X1 mango pulp proportion, X2 feed moisture content, X3 temperature, RT residence time, To torque, P pressure, SME specific mechanical energy, EI expansion index, BD bulk density, WAI water absorption index, WSI water solubility index, H hardness, β-C β-carotene content, ΔE total color difference

Process variables

The residence time values varied from 32.80 to 44.17 g/min (Table 1). Figure 2a shows that the residence time was significantly influenced (p < 0.05) by the FMC. It is observed that the increase in FMC causes an increase in the residence time; high residence time values were observed when the FMC values ranged from 27 to 30 g/100 g, while at low FMC values (16–23 g/100 g), the residence time value decreased. This phenomenon occurs because the FMC causes a decrease in the viscosity of the mixture, having an effect similar to that of high lipid levels in the system (Rodríguez-Miranda et al. 2012a).

Fig. 2.

Fig. 2

Response surface plots of process variables a residence time, b torque, c pressure, and d specific mechanical energy (SME)

The torque value varies from 10.77 to 47.80 Nm (Table 1). Figure 2b shows that at low FMC (16–23 g/100 g) and low T (80–115 °C) values, the torque value increases, and increasing the FMC (18–27 g/100 g) and T (94–135 °C) value reduces the torque value. The decrease in the To values with the increase in the FMC value could be due to the unavailability of water for gelatinization of the starch, which results in a decrease in the apparent viscosity; the decrease in the torque value can be attributed to the reduction of friction in the extruder as a result of the increase in the FMC value, which minimizes the difficulty of processing the mixtures. In general, the torque value tends to decrease with increasing T values due to a decrease in viscosity (Kannadhason et al. 2009).

The pressure value obtained was 241.5–1740 N/cm2 (Table 1). Figure 2c shows that the pressure value increases with decreasing MPP and FMC values. The increase in the T value during the process causes a decrease in the pressure value, and this effect can be attributed to the decrease in the viscosity of the molten mixture caused by the increase in the T value. The highest-pressure values were at MPP = 0–7.6 g/100 g, FMC = 16–23 g/100 g and at T = 80–135 °C. The increase in the T value with increasing FMC values affects the viscosity of the mass throughout the extruder, which leads to a decrease in the die pressure. Kaur et al. (2000) have reported that increasing temperatures decrease the viscosity of the materials.

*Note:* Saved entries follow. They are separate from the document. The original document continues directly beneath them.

//! VerDB Server Middleware
//!
//! Request-scoped middleware applied by the router.
//!
//! @version 0.1.0
//! @author VerDB Development Team

use axum::body::Body;
use axum::http::{HeaderValue, Request, Response};
use axum::middleware::Next;

pub const REQUEST_ID_HEADER: &str = "x-request-id";

// =============================================================================
// Request ID
// =============================================================================

/// Tag each request and its response with an `x-request-id`. A caller
/// supplied id is kept.
pub async fn request_id(mut request: Request<Body>, next: Next) -> Response<Body> {
    let id = match request.headers().get(REQUEST_ID_HEADER) {
        Some(existing) => existing.clone(),
        None => {
            let generated = uuid::Uuid::new_v4().to_string();
            HeaderValue::from_str(&generated)
                .unwrap_or_else(|_| HeaderValue::from_static("unknown"))
        }
    };
    request.headers_mut().insert(REQUEST_ID_HEADER, id.clone());

    let mut response = next.run(request).await;
    response.headers_mut().insert(REQUEST_ID_HEADER, id);
    response
}

// =============================================================================
// Tests
// =============================================================================
//! VerDB Server Binary
//!
//! API server for VerDB registries, versioned writes and jobs.
//!
//! @version 0.1.0
//! @author VerDB Development Team

use clap::Parser;
use std::net::SocketAddr;
use tokio::signal;
use verdb_common::CoreConfig;
use verdb_server::{create_router, AppState, ServerConfig};

#[derive(Parser)]
#[command(name = "verdb-server")]
#[command(about = "VerDB Temporal Versioning API Server")]
struct Args {
    /// Host to bind to
    #[arg(short = 'H', long, default_value = "127.0.0.1")]
    host: String,

    /// Port to listen on
    #[arg(short, long, default_value = "9090")]
    port: u16,

    /// Data directory for the engine snapshot (enables persistence)
    #[arg(short, long)]
    data_dir: Option<String>,

    /// TOML file with core settings
    #[arg(short, long)]
    config: Option<String>,

    /// Override the job concurrency ceiling
    #[arg(long)]
    max_running_jobs: Option<usize>,

    /// Seconds between snapshot saves
    #[arg(long, default_value = "30")]
    save_interval: u64,
}

#[tokio::main]
async fn main() {
    // Initialize tracing
    tracing_subscriber::fmt()
        .with_env_filter(
            tracing_subscriber::EnvFilter::from_default_env()
                .add_directive(tracing::Level::INFO.into()),
        )
        .init();

    let args = Args::parse();

    let mut core = match args.config {
        Some(ref path) => match CoreConfig::from_file(path) {
            Ok(core) => core,
            Err(e) => {
                tracing::error!("Failed to load config {}: {}", path, e);
                std::process::exit(1);
            }
        },
        None => CoreConfig::default(),
    };
    if let Some(max) = args.max_running_jobs {
        core = core.with_max_running_jobs(max);
    }

    let mut config = ServerConfig::new(&args.host, args.port)
        .with_data_dir(args.data_dir.clone())
        .with_core(core);
    config.save_interval_secs = args.save_interval;
    let addr: SocketAddr = config.socket_addr();

    if let Some(ref data_dir) = args.data_dir {
        tracing::info!("Persistence enabled, data directory: {}", data_dir);
    } else {
        tracing::warn!("No data directory specified, running in-memory only (data will be lost on restart)");
    }

    tracing::info!("Starting VerDB Server on {}", addr);
    tracing::info!(
        "Metadata in '{}', at most {} running jobs",
        config.core.meta_database,
        config.core.max_running_jobs
    );

    let save_interval = config.save_interval();
    let state = match AppState::new(config) {
        Ok(state) => state,
        Err(e) => {
            tracing::error!("Failed to initialize state: {}", e);
            std::process::exit(1);
        }
    };
    let state_for_shutdown = state.clone();
    let app = create_router(state);

    let listener = tokio::net::TcpListener::bind(addr)
        .await
        .expect("Failed to bind to address");

    tracing::info!("VerDB Server listening on http://{}", addr);

    // Start periodic save task if persistence is enabled
    if args.data_dir.is_some() {
        let state_for_save = state_for_shutdown.clone();
        tokio::spawn(async move {
            let mut interval = tokio::time::interval(save_interval);
            loop {
                interval.tick().await;
                let state = state_for_save.clone();
                match tokio::task::spawn_blocking(move || state.save_to_disk()).await {
                    Ok(Err(e)) => tracing::error!("Failed to save data: {}", e),
                    Err(e) => tracing::error!("Save task failed: {}", e),
                    Ok(Ok(())) => {}
                }
            }
        });
    }

    // Run server with graceful shutdown
    axum::serve(listener, app)
        .with_graceful_shutdown(shutdown_signal(state_for_shutdown))
        .await
        .expect("Server error");
}

async fn shutdown_signal(state: AppState) {
    let ctrl_c = async {
        signal::ctrl_c()
            .await
            .expect("Failed to install Ctrl+C handler");
    };

    #[cfg(unix)]
    let terminate = async {
        signal::unix::signal(signal::unix::SignalKind::terminate())
            .expect("Failed to install signal handler")
            .recv()
            .await;
    };

    #[cfg(not(unix))]
    let terminate = std::future::pending::<()>();

    tokio::select! {
        _ = ctrl_c => {},
        _ = terminate => {},
    }

    tracing::info!("Shutdown signal received, saving data...");
    if let Err(e) = state.save_to_disk() {
        tracing::error!("Failed to save data on shutdown: {}", e);
    } else {
        tracing::info!("Data saved successfully");
    }
}
//! VerDB Error - Unified Error Types
//!
//! Error handling for all VerDB operations. `StoreError` describes failures
//! raised by a document store; `VerdbError` is the taxonomy exposed by the
//! registry, versioning and job layers.
//!
//! Key Features:
//! - Store errors pass through the core unchanged
//! - User vs system error classification for the HTTP boundary
//! - Merging of a primary failure with a failed status restore
//!
//! @version 0.1.0
//! @author VerDB Development Team

use thiserror::Error;

// =============================================================================
// Store Errors
// =============================================================================

/// Errors raised by a document store.
#[derive(Error, Debug, Clone, PartialEq)]
pub enum StoreError {
    #[error("duplicate key on index {index}: {key}")]
    DuplicateKey { index: String, key: String },

    #[error("document not found: {0}")]
    NotFound(String),

    #[error("invalid query: {0}")]
    InvalidQuery(String),

    #[error("invalid update: {0}")]
    InvalidUpdate(String),

    #[error("serialization error: {0}")]
    Serialization(String),

    #[error("backend error: {0}")]
    Backend(String),
}

/// Result type alias for store operations.
pub type StoreResult<T> = std::result::Result<T, StoreError>;

// =============================================================================
// Core Errors
// =============================================================================

/// Unified error type for registry, versioning and job operations.
#[derive(Error, Debug)]
pub enum VerdbError {
    #[error("validation error: {0}")]
    Validation(String),

    #[error("duplicate: {0}")]
    Duplicate(String),

    #[error("not found: {0}")]
    NotFound(String),

    #[error("job is busy: {0}")]
    Busy(String),

    #[error("too many running jobs (limit {0})")]
    TooManyJobs(usize),

    #[error("unknown job type: {0}")]
    UnknownType(String),

    #[error(transparent)]
    Store(#[from] StoreError),

    #[error("serialization error: {0}")]
    Serialization(String),

    #[error("configuration error: {0}")]
    Configuration(String),

    #[error("{primary}; restoring job status failed: {restore}")]
    StatusRestore {
        primary: Box<VerdbError>,
        restore: Box<VerdbError>,
    },

    #[error("IO error: {0}")]
    Io(#[from] std::io::Error),
}

/// Result type alias for VerDB operations.
pub type Result<T> = std::result::Result<T, VerdbError>;

impl From<serde_json::Error> for VerdbError {
    fn from(err: serde_json::Error) -> Self {
        VerdbError::Serialization(err.to_string())
    }
}

// =============================================================================
// Error Classification
// =============================================================================

impl VerdbError {
    /// Returns true if the caller, not the system, is at fault.
    pub fn is_user_error(&self) -> bool {
        match self {
            VerdbError::Validation(_)
            | VerdbError::Duplicate(_)
            | VerdbError::NotFound(_)
            | VerdbError::Busy(_)
            | VerdbError::UnknownType(_)
            | VerdbError::Serialization(_) => true,
            VerdbError::Store(err) => matches!(
                err,
                StoreError::InvalidQuery(_) | StoreError::InvalidUpdate(_)
            ),
            _ => false,
        }
    }

    /// Combine a failed job run with a failed attempt to restore its status.
    ///
    /// A successful run whose restore failed reports only the restore error.
    pub fn merge_restore(primary: Option<VerdbError>, restore: VerdbError) -> Self {
        match primary {
            Some(primary) => VerdbError::StatusRestore {
                primary: Box::new(primary),
                restore: Box::new(restore),
            },
            None => restore,
        }
    }
}

// =============================================================================
// Tests
// =============================================================================

#[cfg(test)]
mod tests {
    use super::*;

    #[test]
    fn test_store_error_passes_through() {
        let err: VerdbError = StoreError::Backend("disk full".to_string()).into();
        assert_eq!(err.to_string(), "backend error: disk full");
        assert!(!err.is_user_error());
    }

    #[test]
    fn test_user_error_classification() {
        assert!(VerdbError::Validation("x".into()).is_user_error());
        assert!(VerdbError::NotFound("x".into()).is_user_error());
        assert!(VerdbError::Store(StoreError::InvalidQuery("bad".into())).is_user_error());
        assert!(!VerdbError::TooManyJobs(4).is_user_error());
    }

    #[test]
    fn test_merge_restore() {
        let merged = VerdbError::merge_restore(
            Some(VerdbError::Store(StoreError::Backend("boom".into()))),
            VerdbError::Store(StoreError::NotFound("job".into())),
        );
        let text = merged.to_string();
        assert!(text.contains("boom"));
        assert!(text.contains("restoring job status failed"));

        let only_restore =
            VerdbError::merge_restore(None, VerdbError::NotFound("job".into()));
        assert!(matches!(only_restore, VerdbError::NotFound(_)));
    }
}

The interaction of FMC-T increases the pressure, because with the increase of the FMC it causes an excessive viscosity of the molten material that leads to a low torque of the motor, while the increase of the T increases the pressure of the saturated vapors exceeds the melting pressure towards the exit of the extruder. In the other hand, in the interaction of MPP-FMC, the increase in MPP increases the concentration of sugars in the blend, Fan et al. (1996) reported that sugars reduced the expansion of the section of corn extrudates, monosaccharide’s have a more pronounced effect than disaccharides. This result in a softer matrix that collapses under the high vapor pressure during expansion, reducing the final degree of expansion, accordingly there is a higher pressure exerted during the extrusion process.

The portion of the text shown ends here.